Araştırmacılar ayrıca her katılımcının beynindeki beta-amiloid seviyelerini de ölçtüler. Beklendiği gibi, çok daha yüksek seviyelere sahip olan bazı kişilerde, Alzheimer hastalığına yakalanma riskini artıran önemli değişkenlik vardı.

Yazarlar bulgularını şu adreste yayınladı: Amerikan Geriatrik Psikiyatri Dergisi.

Daha önceki çalışmalar sosyal katılım ile bilişsel gerileme arasında bir ilişki olduğunu göstermiş olsa da, bilim adamları bu iki faktör ve beyindeki beta-amiloid seviyeleri arasındaki ilişkiyi detaylandırmamışlardır.

Karmaşık bir resim ortaya çıkıyor

Genel olarak, yazarlar sosyal etkileşim ile bilişsel gerileme arasında hiçbir ilişki bulamadılar. Bununla birlikte, beta-amiloid verilerini araştırdıklarında, bir model oluştu.

Araştırmacılar, beyinlerinde en yüksek beta-amiloid seviyelerine sahip bireylerde sosyal aktivitenin etkisinin önemli olduğunu buldular. Bu grupta, en düşük sosyal etkileşim düzeyine sahip olanlar, benzer beta-amiloid seviyelerine, ancak daha yüksek sosyal aktivite seviyelerine sahip bireylere göre daha yüksek düzeyde bilişsel gerileme gösterdi.

Ayrıca, çalışmanın başlangıcında daha düşük bilişsel yeteneklere sahip olan bireylerin 3 yıl içinde sosyal olarak daha az meşgul olma olasılıklarının daha yüksek olduğunu buldular.

Bu etki, araştırmacılar eğitim, cinsiyet, başlangıçtaki sosyal etkileşim seviyesi ve yaş gibi bir dizi değişkeni hesaba kattıktan sonra bile önemli kaldı.

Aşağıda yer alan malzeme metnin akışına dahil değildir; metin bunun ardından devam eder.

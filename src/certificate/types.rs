//! The issued-certificate entity.

use std::fmt;
use std::time::Duration;

use chrono::{DateTime, TimeDelta, Utc};
use serde::{Deserialize, Serialize};

use super::jitter::{JitterSource, RandomJitter};
use super::pem;
use crate::errors::DecodeError;
use crate::observability::{log_error, ErrorCode};
use crate::secrets::SecretBytes;

/// How long before expiration a certificate becomes eligible for renewal.
pub const RENEW_BEFORE_CERT_EXPIRES: Duration = Duration::from_secs(30);

/// Identity a certificate asserts, e.g. `bookstore.default.svc.cluster.local`.
#[derive(Debug, Clone, PartialEq, Eq, Hash, PartialOrd, Ord, Serialize, Deserialize)]
#[serde(transparent)]
pub struct CommonName(String);

impl CommonName {
    pub fn new(name: impl Into<String>) -> Self {
        Self(name.into())
    }

    pub fn as_str(&self) -> &str {
        &self.0
    }
}

impl fmt::Display for CommonName {
    fn fmt(&self, f: &mut fmt::Formatter<'_>) -> fmt::Result {
        f.write_str(&self.0)
    }
}

impl From<&str> for CommonName {
    fn from(name: &str) -> Self {
        Self::new(name)
    }
}

impl From<String> for CommonName {
    fn from(name: String) -> Self {
        Self(name)
    }
}

/// Serial number assigned by the signer, in decimal form.
#[derive(Debug, Clone, PartialEq, Eq, Hash, PartialOrd, Ord, Serialize, Deserialize)]
#[serde(transparent)]
pub struct SerialNumber(String);

impl SerialNumber {
    pub fn new(serial: impl Into<String>) -> Self {
        Self(serial.into())
    }

    pub fn as_str(&self) -> &str {
        &self.0
    }
}

impl fmt::Display for SerialNumber {
    fn fmt(&self, f: &mut fmt::Formatter<'_>) -> fmt::Result {
        f.write_str(&self.0)
    }
}

/// One issued identity certificate.
///
/// Immutable: renewal produces a new value. The expiration is always taken
/// from the decoded certificate.
#[derive(Debug, Clone, PartialEq, Eq)]
pub struct Certificate {
    common_name: CommonName,
    serial_number: SerialNumber,
    cert_chain: String,
    private_key: SecretBytes,
    issuing_ca: String,
    expiration: DateTime<Utc>,
}

impl Certificate {
    /// Build a certificate from persisted PEM material.
    ///
    /// The certificate is treated as its own issuing CA, which is how root
    /// material read back from a secret is represented. Decode failures are
    /// logged with [`ErrorCode::DecodingPemCert`] and returned.
    pub fn new_from_pem(cert_pem: &[u8], key_pem: &[u8]) -> Result<Self, DecodeError> {
        Self::build(cert_pem, key_pem, None).inspect_err(|e| {
            log_error(
                ErrorCode::DecodingPemCert,
                e,
                "Error converting PEM cert to x509 to obtain serial number",
            );
        })
    }

    /// Build a certificate returned by a signer together with its issuing CA.
    pub fn from_issued(
        cert_chain: &[u8],
        key_pem: &[u8],
        issuing_ca: &[u8],
    ) -> Result<Self, DecodeError> {
        Self::build(cert_chain, key_pem, Some(issuing_ca))
    }

    fn build(
        cert_pem: &[u8],
        key_pem: &[u8],
        issuing_ca: Option<&[u8]>,
    ) -> Result<Self, DecodeError> {
        let decoded = pem::decode_certificate(cert_pem)?;
        let common_name = decoded.common_name.ok_or(DecodeError::MissingCommonName)?;

        let cert_chain = pem_text(cert_pem)?;
        let issuing_ca = match issuing_ca {
            Some(ca) => pem_text(ca)?,
            None => cert_chain.clone(),
        };

        Ok(Self {
            common_name: CommonName::new(common_name),
            serial_number: SerialNumber::new(decoded.serial_number),
            cert_chain,
            private_key: SecretBytes::new(key_pem),
            issuing_ca,
            expiration: decoded.not_after,
        })
    }

    pub fn common_name(&self) -> &CommonName {
        &self.common_name
    }

    pub fn serial_number(&self) -> &SerialNumber {
        &self.serial_number
    }

    /// PEM chain, leaf first.
    pub fn cert_chain(&self) -> &str {
        &self.cert_chain
    }

    pub fn private_key(&self) -> &SecretBytes {
        &self.private_key
    }

    /// PEM of the CA that signed this certificate.
    pub fn issuing_ca(&self) -> &str {
        &self.issuing_ca
    }

    pub fn expiration(&self) -> DateTime<Utc> {
        self.expiration
    }

    /// Whether the certificate is due for renewal, using random jitter.
    pub fn should_rotate(&self) -> bool {
        self.should_rotate_with(&RandomJitter)
    }

    /// Whether the certificate is due for renewal, drawing noise from `jitter`.
    pub fn should_rotate_with(&self, jitter: &dyn JitterSource) -> bool {
        self.should_rotate_at(Utc::now(), jitter.renewal_noise())
    }

    /// True when the time left until expiration at `now` is no more than the
    /// renewal lead time plus `noise`.
    pub fn should_rotate_at(&self, now: DateTime<Utc>, noise: Duration) -> bool {
        let window = TimeDelta::from_std(RENEW_BEFORE_CERT_EXPIRES + noise)
            .unwrap_or(TimeDelta::MAX);
        self.expiration.signed_duration_since(now) <= window
    }
}

/// A trust anchor: a CA certificate without its private key.
#[derive(Debug, Clone, PartialEq, Eq)]
pub struct RootCertificate {
    pem: String,
    serial_number: SerialNumber,
    common_name: Option<CommonName>,
    expiration: DateTime<Utc>,
}

impl RootCertificate {
    pub fn from_pem(pem_bytes: &[u8]) -> Result<Self, DecodeError> {
        let decoded = pem::decode_certificate(pem_bytes)?;
        Ok(Self {
            pem: pem_text(pem_bytes)?,
            serial_number: SerialNumber::new(decoded.serial_number),
            common_name: decoded.common_name.map(CommonName::new),
            expiration: decoded.not_after,
        })
    }

    pub fn pem(&self) -> &str {
        &self.pem
    }

    pub fn serial_number(&self) -> &SerialNumber {
        &self.serial_number
    }

    pub fn common_name(&self) -> Option<&CommonName> {
        self.common_name.as_ref()
    }

    pub fn expiration(&self) -> DateTime<Utc> {
        self.expiration
    }
}

fn pem_text(bytes: &[u8]) -> Result<String, DecodeError> {
    String::from_utf8(bytes.to_vec()).map_err(|e| DecodeError::invalid_pem(e.to_string()))
}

İlginç bir şekilde, bu ilişki, yazarların beklentilerine ters düşen, beyindeki beta-amiloid seviyeleriyle ilişkili değildi.

Bu bulgular ve önceki çalışmalardan elde edilenler, sosyal katılım ile bilişsel gerileme arasında bir ilişkiye işaret ediyor. Bununla birlikte, daha az sosyalleşen bireylerin daha fazla risk altında olup olmadığı veya bilişsel gerilemenin sosyal geri çekilme olasılığını artırıp artırmadığı hala net değil. Benzer şekilde, ilişki her iki yönde de olabilir ve muhtemelen bireyler arasında değişebilir.

Sonuçlar ve gelecek

Bu çalışma, daha yüksek beta-amiloid seviyelerine ve düşük sosyal etkileşim seviyelerine sahip bireylerin, daha önemli bilişsel gerileme riskinin artmış olabileceği sonucuna varmaktadır.

Mevcut çalışmanın yazarları, bulgularının bir gün bilişsel gerileme riski en yüksek olanları tahmin etmeye yardımcı olacağını umuyorlar.

"Sosyal katılım ve bilişsel işlev birbiriyle ilişkilidir ve birlikte azaldığı görülmektedir. Bu, sosyal katılımın, bilişsel bozulma riski taşıyan yaşlı yetişkinlerde dayanıklılığın veya savunmasızlığın önemli bir göstergesi olabileceği anlamına geliyor. "

Kıdemli yazar Dr. Nancy Donovan

Bulgular ilginç olsa da, çalışmanın bir takım sınırlılıkları var. İlk olarak, çalışma sadece 217 bireyin verilerini içeriyordu ve araştırmacılar onları sadece 3 yıl boyunca takip etti. Ayrıca, katılımcılar anketleri yalnızca çalışmanın başında ve sonunda tamamladılar, bu nedenle cevapları, aradaki yıllardaki sosyal etkileşim seviyelerini temsil etmeyebilir.

Yazarlar ayrıca mevcut sosyal katılım önlemlerinin güncellenmesi gerektiğini belirtiyorlar. Örneğin, elbette büyük ölçüde değişebilen ve mutlaka yüz yüze sosyal katılımla ilgili olmayan çevrimiçi etkileşimleri hesaba katmazlar.

Ayrıca bu çalışma, anksiyete, depresyon, yalnızlık ve ilgisizlik gibi potansiyel olarak önemli bazı faktörleri kontrol edemedi. Bu faktörler, sosyal olarak etkileşim arzusunu azaltmada rol oynayabilir; ve aynı araştırmacılar tarafından yapılan daha önceki araştırmalara göre, hem yalnızlık hem de anksiyete Alzheimer ile bağımsız ilişkilere sahip olabilir.

Gelecekte, yazarlar bu bulgular üzerine inşa etmek istiyorlar. Daha büyük bir grupla çalışmayı ve onları daha uzun süre takip etmeyi planlıyorlar.

Dolayısıyla, araştırmalar sosyal etkileşim ile bilişsel gerileme arasındaki ilişkiyi hala sağlamlaştırmamış olsa da, mevcut çalışma daha net bir resim oluşturmaya yardımcı olacaktır.